Goiânia: Aumento em tributos sobre combustíveis pressiona empresas de ônibus a pedirem reajuste da tarifa

Terminal Isidória
Por Rafael Martins

O decreto publicado na semana passada pelo governo federal elevou a alíquota de PIS/Cofins que incide sobre a gasolina, o diesel e o etanol. A tributação sobre o diesel subiu em R$ 0,21 e ficou em R$ 0,46 por litro do combustível.

Apesar do congelamento tarifário anunciado em maio pelo Governo de Goiás, o aumento em tributos sobre combustíveis pressiona empresas de ônibus a pedirem reajuste da tarifa, que está defasada. Isto porque o cálculo da CMTC aprovado pela AGR apontava para reajuste da tarifa de 8% (valor iria de R$ 3,70 para R$ 4), e com este compromisso do Governo Estadual o aumento para ficou em 5%.

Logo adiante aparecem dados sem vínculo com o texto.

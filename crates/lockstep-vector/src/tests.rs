//! Integration tests for `CollectionManager` against an in-memory store.

use std::{
  collections::BTreeMap,
  convert::Infallible,
  sync::{Arc, Mutex},
};

use lockstep_core::{
  collection::{CollectionInfo, DistanceMetric, VectorParams},
  store::VectorStore,
};

use crate::{CollectionManager, Error};

// ─── In-memory fake ──────────────────────────────────────────────────────────

#[derive(Default)]
struct Inner {
  collections: BTreeMap<String, VectorParams>,
  aliases:     BTreeMap<String, String>, // alias → physical collection
}

/// A `VectorStore` holding collections and aliases in maps. Mirrors the
/// contract the HTTP backend implements, including alias resolution in
/// `get_collection`.
#[derive(Clone, Default)]
struct MemoryVectorStore {
  inner: Arc<Mutex<Inner>>,
}

impl MemoryVectorStore {
  fn alias_target(&self, alias: &str) -> Option<String> {
    self.inner.lock().unwrap().aliases.get(alias).cloned()
  }
}

impl VectorStore for MemoryVectorStore {
  type Error = Infallible;

  async fn create_collection(
    &self,
    name: &str,
    params: &VectorParams,
  ) -> Result<(), Infallible> {
    self
      .inner
      .lock()
      .unwrap()
      .collections
      .insert(name.to_owned(), *params);
    Ok(())
  }

  async fn list_collections(&self) -> Result<Vec<String>, Infallible> {
    Ok(self.inner.lock().unwrap().collections.keys().cloned().collect())
  }

  async fn get_collection(
    &self,
    name_or_alias: &str,
  ) -> Result<Option<CollectionInfo>, Infallible> {
    let inner = self.inner.lock().unwrap();

    if let Some(params) = inner.collections.get(name_or_alias) {
      return Ok(Some(CollectionInfo {
        name:    name_or_alias.to_owned(),
        vectors: Some(*params),
      }));
    }
    if let Some(target) = inner.aliases.get(name_or_alias) {
      return Ok(inner.collections.get(target).map(|params| CollectionInfo {
        name:    target.clone(),
        vectors: Some(*params),
      }));
    }
    Ok(None)
  }

  async fn create_alias(
    &self,
    collection: &str,
    alias: &str,
  ) -> Result<(), Infallible> {
    self
      .inner
      .lock()
      .unwrap()
      .aliases
      .insert(alias.to_owned(), collection.to_owned());
    Ok(())
  }

  async fn delete_alias(&self, alias: &str) -> Result<(), Infallible> {
    self.inner.lock().unwrap().aliases.remove(alias);
    Ok(())
  }
}

fn manager() -> (CollectionManager<MemoryVectorStore>, MemoryVectorStore) {
  let store = MemoryVectorStore::default();
  (CollectionManager::new(store.clone()), store)
}

// ─── Lifecycle ───────────────────────────────────────────────────────────────

#[tokio::test]
async fn create_with_version_creates_and_aliases() {
  let (m, store) = manager();

  let created = m
    .create_with_version("docs", 1024, "1.0.0", DistanceMetric::Cosine)
    .await
    .unwrap();

  assert_eq!(created.versioned_name, "docs_v1_0_0");
  assert_eq!(created.vector_size, 1024);
  assert_eq!(store.alias_target("docs").as_deref(), Some("docs_v1_0_0"));
  assert_eq!(
    m.get_current_version("docs").await.unwrap().as_deref(),
    Some("1.0.0")
  );
}

#[tokio::test]
async fn new_version_repoints_alias_and_keeps_old_collection() {
  let (m, store) = manager();

  m.create_with_version("docs", 1024, "1.0.0", DistanceMetric::Cosine)
    .await
    .unwrap();
  m.create_with_version("docs", 1024, "2.0.0", DistanceMetric::Cosine)
    .await
    .unwrap();

  assert_eq!(store.alias_target("docs").as_deref(), Some("docs_v2_0_0"));
  // Old versions are immutable and stay available for rollback.
  let collections = store.list_collections().await.unwrap();
  assert!(collections.contains(&"docs_v1_0_0".to_owned()));
  assert!(collections.contains(&"docs_v2_0_0".to_owned()));
}

#[tokio::test]
async fn get_current_version_none_when_unversioned() {
  let (m, _store) = manager();
  assert_eq!(m.get_current_version("docs").await.unwrap(), None);
}

// ─── Rollback ────────────────────────────────────────────────────────────────

#[tokio::test]
async fn switch_alias_rolls_back_to_older_version() {
  let (m, store) = manager();

  m.create_with_version("docs", 1024, "1.0.0", DistanceMetric::Cosine)
    .await
    .unwrap();
  m.create_with_version("docs", 1024, "2.0.0", DistanceMetric::Cosine)
    .await
    .unwrap();

  let name = m.switch_alias("docs", "1.0.0").await.unwrap();
  assert_eq!(name, "docs_v1_0_0");
  assert_eq!(store.alias_target("docs").as_deref(), Some("docs_v1_0_0"));
  assert_eq!(
    m.get_current_version("docs").await.unwrap().as_deref(),
    Some("1.0.0")
  );
}

#[tokio::test]
async fn switch_alias_to_missing_version_is_non_destructive() {
  let (m, store) = manager();

  m.create_with_version("docs", 1024, "1.0.0", DistanceMetric::Cosine)
    .await
    .unwrap();
  m.create_with_version("docs", 1024, "2.0.0", DistanceMetric::Cosine)
    .await
    .unwrap();

  let err = m.switch_alias("docs", "9.9.9").await.unwrap_err();
  assert!(matches!(
    err,
    Error::VersionNotFound { ref base_name, ref version }
      if base_name == "docs" && version == "9.9.9"
  ));

  // The failed switch must not touch the existing alias.
  assert_eq!(store.alias_target("docs").as_deref(), Some("docs_v2_0_0"));
}

// ─── Listing ─────────────────────────────────────────────────────────────────

#[tokio::test]
async fn list_versions_sorts_numerically() {
  let (m, _store) = manager();

  for v in ["2.0.0", "10.0.0", "1.0.0"] {
    m.create_with_version("docs", 1024, v, DistanceMetric::Cosine)
      .await
      .unwrap();
  }

  let versions = m.list_versions("docs").await.unwrap();
  assert_eq!(versions, ["1.0.0", "2.0.0", "10.0.0"]);
}

#[tokio::test]
async fn list_versions_ignores_other_families() {
  let (m, _store) = manager();

  m.create_with_version("docs", 1024, "1.0.0", DistanceMetric::Cosine)
    .await
    .unwrap();
  m.create_with_version("chunks", 768, "3.0.0", DistanceMetric::Dot)
    .await
    .unwrap();

  assert_eq!(m.list_versions("docs").await.unwrap(), ["1.0.0"]);
  assert_eq!(m.list_versions("chunks").await.unwrap(), ["3.0.0"]);
}

#[tokio::test]
async fn list_versions_empty_for_unknown_base() {
  let (m, _store) = manager();
  assert!(m.list_versions("docs").await.unwrap().is_empty());
}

A elevada carga tributária penaliza ainda mais as empresas de ônibus, que deparam-se com uma queda de demanda crescente ano após ano e em contrapartida as tarifas elevam em igual proporção. É uma equação simples: quanto menor o número de usuários pagantes diretos, maior o valor da tarifa para cobrir os custos.

A CMTC reconhece que a alta dos combustíveis afeta diretamente as empresas e que o cálculo deve ser novamente discutido. Conforme revelado ontem (24) pelo jornal O Popular, ainda não se sabe quais serão as diretrizes para essa discussão. 

Outro fator que pesa no debate é a reunião dos membros da Câmara Deliberativa do Transporte Coletivo - CDTC, que tem a decisão final sobre o reajuste. Parte dos membros, que são do Legislativo, estão em recesso parlamentar dificultando o encontro.

Há um consenso geral entre empresas e poder público de que o momento não é ideal para o reajuste da tarifa. Entretanto outras medidas para reduzir os custos estão em pauta, como a adoção de tarifas diferenciadas dentro da RMTC; e o repasse dos terminais metropolitanos administrados pelas empresas de ônibus para as prefeituras.